Overview: Cliffs Natural Resources' 2Q14 earnings (Part 1 of 4)

Must-know: An overview of Cliffs Natural Resources’ 2Q14 earnings

Cliffs Natural Resources

Cliffs Natural Resources (CLF) is primarily an iron ore producer, with a small percentage derived from sales of metallurgical coal—both key raw materials for producing steel. It accounts for close to 46% of North America’s iron ore pellets. It’s important to note that pellets are produced by agglomeration and thermal treatment, with grades ranging from 67%–72% iron (or Fe) supply. It has operations in U.S., eastern Canada, and Australia. Iron ore accounts for bulk of the Cliffs’ production and earnings. In the 2Q14, iron ore contributed to 84% of total sales value, the rest being coal sales. Out of iron ore sub-divisions, U.S. iron ore production remains the key driver of the company’s earnings before interest, taxes, depreciation, and amortization (or EBITDA).

Segment Mix_Q214Enlarge Graph

Cliffs’ key segments

Cliffs’ segments are organized by product and geography. They’re mainly classified into U.S. iron ore, eastern Canadian iron ore, Asia Pacific iron ore, and Northern American coal. We’ll discuss segment-wise performance in the next part of this series.

2Q14 earnings overview

Cliffs reported an underlying loss of $8 million, or $0.05 per share. These are adjusted for several one-off costs like inventory adjustments, severance expenses, proxy expenses, idling costs, and non-recurring income tax benefits. The company’s revenue was down 26% year-over-year (or YoY) due to lower shipments and lower prices. Its EBITDA margin was 16.4% which was 430 basis points lower than the 2Q13 margin.

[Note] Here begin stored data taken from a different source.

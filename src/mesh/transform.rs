//! Sub-element transformations and edge sub-segments.

use hpfem_quadrature::ReferenceShape;

/// Transformation index of a son of a refined element.
///
/// Triangles: `0..=2` are the corner sons at vertices `0..=2`, `3` is the central son (rotated
/// by 180 degrees). Quadrilaterals: `0..=3` are the quarters at vertices `0..=3`, `4`/`5` the
/// lower/upper halves and `6`/`7` the left/right halves.
pub type SonIndex = u8;

/// Current transformation matrix: the axis-aligned affine map `xi -> m * xi + t` taking the
/// reference element of a sub-element into the reference element of an ancestor.
#[derive(Debug, Copy, Clone, PartialEq)]
pub struct Ctm {
    pub m: [f64; 2],
    pub t: [f64; 2],
}

impl Default for Ctm {
    fn default() -> Self {
        Self::identity()
    }
}

impl Ctm {
    pub fn identity() -> Self {
        Self { m: [1.0, 1.0], t: [0.0, 0.0] }
    }

    /// The map taking the reference element of son `son` into its parent's reference element.
    pub fn son(shape: ReferenceShape, son: SonIndex) -> Self {
        let (m, t) = match (shape, son) {
            (ReferenceShape::Triangle, 0) => ([0.5, 0.5], [-0.5, -0.5]),
            (ReferenceShape::Triangle, 1) => ([0.5, 0.5], [0.5, -0.5]),
            (ReferenceShape::Triangle, 2) => ([0.5, 0.5], [-0.5, 0.5]),
            (ReferenceShape::Triangle, 3) => ([-0.5, -0.5], [-0.5, -0.5]),
            (ReferenceShape::Quadrilateral, 0) => ([0.5, 0.5], [-0.5, -0.5]),
            (ReferenceShape::Quadrilateral, 1) => ([0.5, 0.5], [0.5, -0.5]),
            (ReferenceShape::Quadrilateral, 2) => ([0.5, 0.5], [0.5, 0.5]),
            (ReferenceShape::Quadrilateral, 3) => ([0.5, 0.5], [-0.5, 0.5]),
            (ReferenceShape::Quadrilateral, 4) => ([1.0, 0.5], [0.0, -0.5]),
            (ReferenceShape::Quadrilateral, 5) => ([1.0, 0.5], [0.0, 0.5]),
            (ReferenceShape::Quadrilateral, 6) => ([0.5, 1.0], [-0.5, 0.0]),
            (ReferenceShape::Quadrilateral, 7) => ([0.5, 1.0], [0.5, 0.0]),
            _ => panic!("invalid son index {} for {:?}", son, shape),
        };
        Self { m, t }
    }

    /// Composes `self` with a further restriction `inner`, i.e. returns `self ∘ inner`.
    pub fn then(&self, inner: &Ctm) -> Ctm {
        Ctm {
            m: [self.m[0] * inner.m[0], self.m[1] * inner.m[1]],
            t: [self.m[0] * inner.t[0] + self.t[0], self.m[1] * inner.t[1] + self.t[1]],
        }
    }

    pub fn apply(&self, xi: [f64; 2]) -> [f64; 2] {
        [self.m[0] * xi[0] + self.t[0], self.m[1] * xi[1] + self.t[1]]
    }

    /// Absolute value of the determinant of the linear part.
    pub fn scale(&self) -> f64 {
        (self.m[0] * self.m[1]).abs()
    }

    pub fn is_identity(&self) -> bool {
        *self == Self::identity()
    }

    /// Locates edge `edge` of the region described by `self` on the edges of the element.
    ///
    /// Returns the element edge containing the region edge together with the parameter
    /// interval covered on it, or `None` if the region edge lies in the element interior.
    pub fn edge_on_element(&self, shape: ReferenceShape, edge: usize) -> Option<(usize, f64, f64)> {
        let start = self.apply(reference_edge_point(shape, edge, -1.0));
        let end = self.apply(reference_edge_point(shape, edge, 1.0));
        (0..shape.num_vertices()).find_map(|k| {
            let a = reference_edge_parameter(shape, k, start)?;
            let b = reference_edge_parameter(shape, k, end)?;
            (a < b).then_some((k, a, b))
        })
    }
}

/// Vertices of the reference element, counter-clockwise.
pub fn reference_vertices(shape: ReferenceShape) -> &'static [[f64; 2]] {
    match shape {
        ReferenceShape::Triangle => &[[-1.0, -1.0], [1.0, -1.0], [-1.0, 1.0]],
        ReferenceShape::Quadrilateral => &[[-1.0, -1.0], [1.0, -1.0], [1.0, 1.0], [-1.0, 1.0]],
    }
}

/// The point with parameter `s` in `[-1, 1]` on local edge `edge` of the reference element.
///
/// Edge `k` runs from vertex `k` (at `s = -1`) to vertex `k + 1` (at `s = 1`).
pub fn reference_edge_point(shape: ReferenceShape, edge: usize, s: f64) -> [f64; 2] {
    let vertices = reference_vertices(shape);
    let a = vertices[edge];
    let b = vertices[(edge + 1) % vertices.len()];
    let (wa, wb) = (0.5 * (1.0 - s), 0.5 * (1.0 + s));
    [wa * a[0] + wb * b[0], wa * a[1] + wb * b[1]]
}

/// Derivative of [`reference_edge_point`] with respect to `s`.
pub fn reference_edge_tangent(shape: ReferenceShape, edge: usize) -> [f64; 2] {
    let vertices = reference_vertices(shape);
    let a = vertices[edge];
    let b = vertices[(edge + 1) % vertices.len()];
    [0.5 * (b[0] - a[0]), 0.5 * (b[1] - a[1])]
}

/// If `xi` lies on local edge `edge` of the reference element, returns its edge parameter.
pub fn reference_edge_parameter(shape: ReferenceShape, edge: usize, xi: [f64; 2]) -> Option<f64> {
    const TOL: f64 = 1e-12;
    let [x, y] = xi;
    let on_edge = match (shape, edge) {
        (ReferenceShape::Triangle, 0) | (ReferenceShape::Quadrilateral, 0) => (y + 1.0).abs() < TOL,
        (ReferenceShape::Triangle, 1) => (x + y).abs() < TOL,
        (ReferenceShape::Triangle, 2) | (ReferenceShape::Quadrilateral, 3) => (x + 1.0).abs() < TOL,
        (ReferenceShape::Quadrilateral, 1) => (x - 1.0).abs() < TOL,
        (ReferenceShape::Quadrilateral, 2) => (y - 1.0).abs() < TOL,
        _ => false,
    };
    if !on_edge {
        return None;
    }
    // Invert the linear parametrization along the dominant tangent component
    let start = reference_edge_point(shape, edge, -1.0);
    let tangent = reference_edge_tangent(shape, edge);
    let s = if tangent[0].abs() >= tangent[1].abs() {
        (x - start[0]) / tangent[0] - 1.0
    } else {
        (y - start[1]) / tangent[1] - 1.0
    };
    (-1.0 - TOL..=1.0 + TOL).contains(&s).then_some(s.clamp(-1.0, 1.0))
}

/// One step of bisecting an edge parameter interval.
#[derive(Debug, Copy, Clone, PartialEq, Eq, Hash, PartialOrd, Ord)]
pub enum Half {
    First,
    Second,
}

impl Half {
    pub fn flipped(self) -> Self {
        match self {
            Self::First => Self::Second,
            Self::Second => Self::First,
        }
    }
}

/// A dyadic sub-interval of an edge parameter range `[-1, 1]`, described by the chain of
/// bisections leading to it. The empty chain is the whole edge.
#[derive(Debug, Clone, Default, PartialEq, Eq, Hash)]
pub struct EdgeSegment {
    halves: Vec<Half>,
}

impl EdgeSegment {
    pub fn whole() -> Self {
        Self::default()
    }

    pub fn from_halves(halves: Vec<Half>) -> Self {
        Self { halves }
    }

    pub fn halves(&self) -> &[Half] {
        &self.halves
    }

    pub fn depth(&self) -> usize {
        self.halves.len()
    }

    pub fn is_whole(&self) -> bool {
        self.halves.is_empty()
    }

    pub fn push(&mut self, half: Half) {
        self.halves.push(half);
    }

    /// The segment obtained by restricting `self` further to `rest`.
    pub fn extended(&self, rest: &[Half]) -> Self {
        let mut halves = self.halves.clone();
        halves.extend_from_slice(rest);
        Self { halves }
    }

    /// The same physical segment seen from the opposite edge direction.
    pub fn flipped(&self) -> Self {
        Self {
            halves: self.halves.iter().map(|h| h.flipped()).collect(),
        }
    }

    /// If `prefix` contains `self`, returns the position of `self` relative to `prefix`.
    pub fn strip_prefix(&self, prefix: &EdgeSegment) -> Option<EdgeSegment> {
        self.halves
            .strip_prefix(prefix.halves.as_slice())
            .map(|rest| Self::from_halves(rest.to_vec()))
    }

    /// The parameter interval covered by the segment.
    pub fn interval(&self) -> (f64, f64) {
        let (mut a, mut b) = (-1.0, 1.0);
        for half in &self.halves {
            let mid = 0.5 * (a + b);
            match half {
                Half::First => b = mid,
                Half::Second => a = mid,
            }
        }
        (a, b)
    }

    /// Maps a local parameter `g` in `[-1, 1]` of the segment to the parameter on the edge.
    pub fn map(&self, g: f64) -> f64 {
        let (a, b) = self.interval();
        a + 0.5 * (g + 1.0) * (b - a)
    }

    /// Recovers the segment covering exactly `[a, b]`, if that interval is dyadic.
    pub fn from_interval(a: f64, b: f64) -> Option<Self> {
        const TOL: f64 = 1e-10;
        const MAX_DEPTH: usize = 48;
        let mut segment = Self::whole();
        let (mut lo, mut hi) = (-1.0, 1.0);
        loop {
            if (lo - a).abs() < TOL && (hi - b).abs() < TOL {
                return Some(segment);
            }
            if segment.depth() >= MAX_DEPTH || b - a > hi - lo + TOL {
                return None;
            }
            let mid = 0.5 * (lo + hi);
            if b <= mid + TOL {
                segment.push(Half::First);
                hi = mid;
            } else if a >= mid - TOL {
                segment.push(Half::Second);
                lo = mid;
            } else {
                return None;
            }
        }
    }
}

Its net-debt came at $3 billion. Though the company’s debt covenants don’t seem to be a problem right now, if iron ore prices remain below $100 per ton, the interest coverage ratio—EBITDA to net interest—could become a concern.

The company was operating cash flow negative at $124 million, but it was free cash flow positive.

In iron ore and coal markets, Cliffs’ main competitors are Rio Tinto (RIO), BHP Billiton (BHP), and Vale SA (VALE). The SPDR S&P Metals & Mining ETF (XME) is also exposed to the iron ore industry and CLF forms 3.46% of it.

The Realist Discussions

  • CashMcCall

    Just shows that the analysts don’t know squat about the iron ore business, to have tagged all expectations on the price of the ore spot market. VALE production has skyrocketed and with it, its costs have been driven down. Margins will remain at near 50% levels. Iron ore is essential to emerging market expansion so the analysts missed the whole point of these big miners mining more and their cost cutting advantages. They trashed the miners as if they were unprofitable businesses suffering a contango. All the big miners will sell every ounce of ore they can mine. This is hardly a contango. The error was clearly the phenomenon of too much repeated false assumptions. Only J. P. Morgan got it right. Everyone else got it wrong… especially Morgan Stanley; was simply wrong; all their assumptions were wrong. What were they thinking? They should fire those materials analysts.